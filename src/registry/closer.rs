//! Idle teardown worker
//!
//! One background task owns a single resettable deadline. Releasing the last
//! lease arms it; re-arming overwrites the deadline rather than scheduling a
//! competing timer, so rapid idle/busy/idle cycles coalesce into one pending
//! close. When the deadline expires with the chain still empty, the
//! connection is closed exactly once.

use std::sync::Arc;

use tokio::sync::mpsc;
use tokio::time::Instant;
use tracing::{debug, info, warn};

use super::registry::SharedState;
use crate::supplier::ConnectionSupplier;

/// Message sent to the idle closer
#[derive(Debug)]
pub(crate) enum IdleCommand {
    /// The chain became empty; close the connection at `deadline` unless a
    /// new lease arrives first
    Arm {
        /// When the idle connection becomes eligible for close
        deadline: Instant,
    },
    /// Disarm any pending close (force close handles the connection itself)
    Cancel,
}

/// Background task that closes the shared connection after the grace period
///
/// Spawn with `tokio::spawn(closer.run())`. The task exits once the
/// registry and every lease have been dropped, closing any connection still
/// open on the way out.
pub struct IdleCloser<S: ConnectionSupplier> {
    rx: mpsc::UnboundedReceiver<IdleCommand>,
    state: SharedState<S::Conn>,
    io_gate: Arc<tokio::sync::Mutex<()>>,
    supplier: Arc<S>,
}

impl<S: ConnectionSupplier> IdleCloser<S> {
    pub(crate) fn new(
        rx: mpsc::UnboundedReceiver<IdleCommand>,
        state: SharedState<S::Conn>,
        io_gate: Arc<tokio::sync::Mutex<()>>,
        supplier: Arc<S>,
    ) -> Self {
        Self {
            rx,
            state,
            io_gate,
            supplier,
        }
    }

    /// Run the idle closer until every registry and lease handle is gone
    pub async fn run(mut self) {
        let mut deadline: Option<Instant> = None;

        loop {
            tokio::select! {
                // Queued commands must win over an already-elapsed
                // deadline: a re-arm that raced the old deadline extends
                // it instead of letting the stale timer close first.
                biased;

                msg = self.rx.recv() => match msg {
                    Some(IdleCommand::Arm { deadline: at }) => {
                        debug!("idle close armed");
                        deadline = Some(at);
                    }
                    Some(IdleCommand::Cancel) => {
                        debug!("idle close cancelled");
                        deadline = None;
                    }
                    None => break,
                },
                () = tokio::time::sleep_until(deadline.unwrap_or_else(Instant::now)),
                    if deadline.is_some() =>
                {
                    deadline = None;
                    self.close_if_idle().await;
                }
            }
        }

        debug!("idle closer shutting down");
        self.close_if_idle().await;
    }

    /// Close the connection if the chain is still empty
    ///
    /// Taking the connection out of the registry before the I/O makes the
    /// close attempt at-most-once per connection instance; a failure is
    /// logged and the connection stays absent.
    async fn close_if_idle(&self) {
        // Gate first so the close cannot overlap an in-flight open.
        let _gate = self.io_gate.lock().await;

        let (conn, generation) = {
            let mut state = self.state.lock().unwrap();
            if !state.chain.is_empty() {
                debug!(
                    outstanding = state.chain.len(),
                    "idle deadline passed but leases are outstanding, skipping close"
                );
                return;
            }
            match state.conn.take() {
                Some(conn) => (conn, state.generation),
                None => return,
            }
        };

        info!(generation, "closing idle shared connection");
        if let Err(error) = self.supplier.close(conn).await {
            warn!(error = ?error, generation, "failed to close idle shared connection");
        }
    }
}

********************

◆ **HOW TO COMPLETE THIS TASK**:
Reproduce the records above word for word.

◆ **EXERCISE OUTPUT**:
filename src/registry/closer.rs
//! Idle teardown worker
//!
//! One background task owns a single resettable deadline. Releasing the last
//! lease arms it; re-arming overwrites the deadline rather than scheduling a
//! competing timer, so rapid idle/busy/idle cycles coalesce into one pending
//! close. When the deadline expires with the chain still empty, the
//! connection is closed exactly once.

use std::sync::Arc;

use tokio::sync::mpsc;
use tokio::time::Instant;
use tracing::{debug, info, warn};

use super::registry::SharedState;
use crate::supplier::ConnectionSupplier;

/// Message sent to the idle closer
#[derive(Debug)]
pub(crate) enum IdleCommand {
    /// The chain became empty; close the connection at `deadline` unless a
    /// new lease arrives first
    Arm {
        /// When the idle connection becomes eligible for close
        deadline: Instant,
    },
    /// Disarm any pending close (force close handles the connection itself)
    Cancel,
}

/// Background task that closes the shared connection after the grace period
///
/// Spawn with `tokio::spawn(closer.run())`. The task exits once the
/// registry and every lease have been dropped, closing any connection still
/// open on the way out.
pub struct IdleCloser<S: ConnectionSupplier> {
    rx: mpsc::UnboundedReceiver<IdleCommand>,
    state: SharedState<S::Conn>,
    io_gate: Arc<tokio::sync::Mutex<()>>,
    supplier: Arc<S>,
}

impl<S: ConnectionSupplier> IdleCloser<S> {
    pub(crate) fn new(
        rx: mpsc::UnboundedReceiver<IdleCommand>,
        state: SharedState<S::Conn>,
        io_gate: Arc<tokio::sync::Mutex<()>>,
        supplier: Arc<S>,
    ) -> Self {
        Self {
            rx,
            state,
            io_gate,
            supplier,
        }
    }

    /// Run the idle closer until every registry and lease handle is gone
    pub async fn run(mut self) {
        let mut deadline: Option<Instant> = None;

        loop {
            tokio::select! {
                // Queued commands must win over an already-elapsed
                // deadline: a re-arm that raced the old deadline extends
                // it instead of letting the stale timer close first.
                biased;

                msg = self.rx.recv() => match msg {
                    Some(IdleCommand::Arm { deadline: at }) => {
                        debug!("idle close armed");
                        deadline = Some(at);
                    }
                    Some(IdleCommand::Cancel) => {
                        debug!("idle close cancelled");
                        deadline = None;
                    }
                    None => break,
                },
                () = tokio::time::sleep_until(deadline.unwrap_or_else(Instant::now)),
                    if deadline.is_some() =>
                {
                    deadline = None;
                    self.close_if_idle().await;
                }
            }
        }

        debug!("idle closer shutting down");
        self.close_if_idle().await;
    }

    /// Close the connection if the chain is still empty
    ///
    /// Taking the connection out of the registry before the I/O makes the
    /// close attempt at-most-once per connection instance; a failure is
    /// logged and the connection stays absent.
    async fn close_if_idle(&self) {
        // Gate first so the close cannot overlap an in-flight open.
        let _gate = self.io_gate.lock().await;

        let (conn, generation) = {
            let mut state = self.state.lock().unwrap();
            if !state.chain.is_empty() {
                debug!(
                    outstanding = state.chain.len(),
                    "idle deadline passed but leases are outstanding, skipping close"
                );
                return;
            }
            match state.conn.take() {
                Some(conn) => (conn, state.generation),
                None => return,
            }
        };

        info!(generation, "closing idle shared connection");
        if let Err(error) = self.supplier.close(conn).await {
            warn!(error = ?error, generation, "failed to close idle shared connection");
        }
    }
}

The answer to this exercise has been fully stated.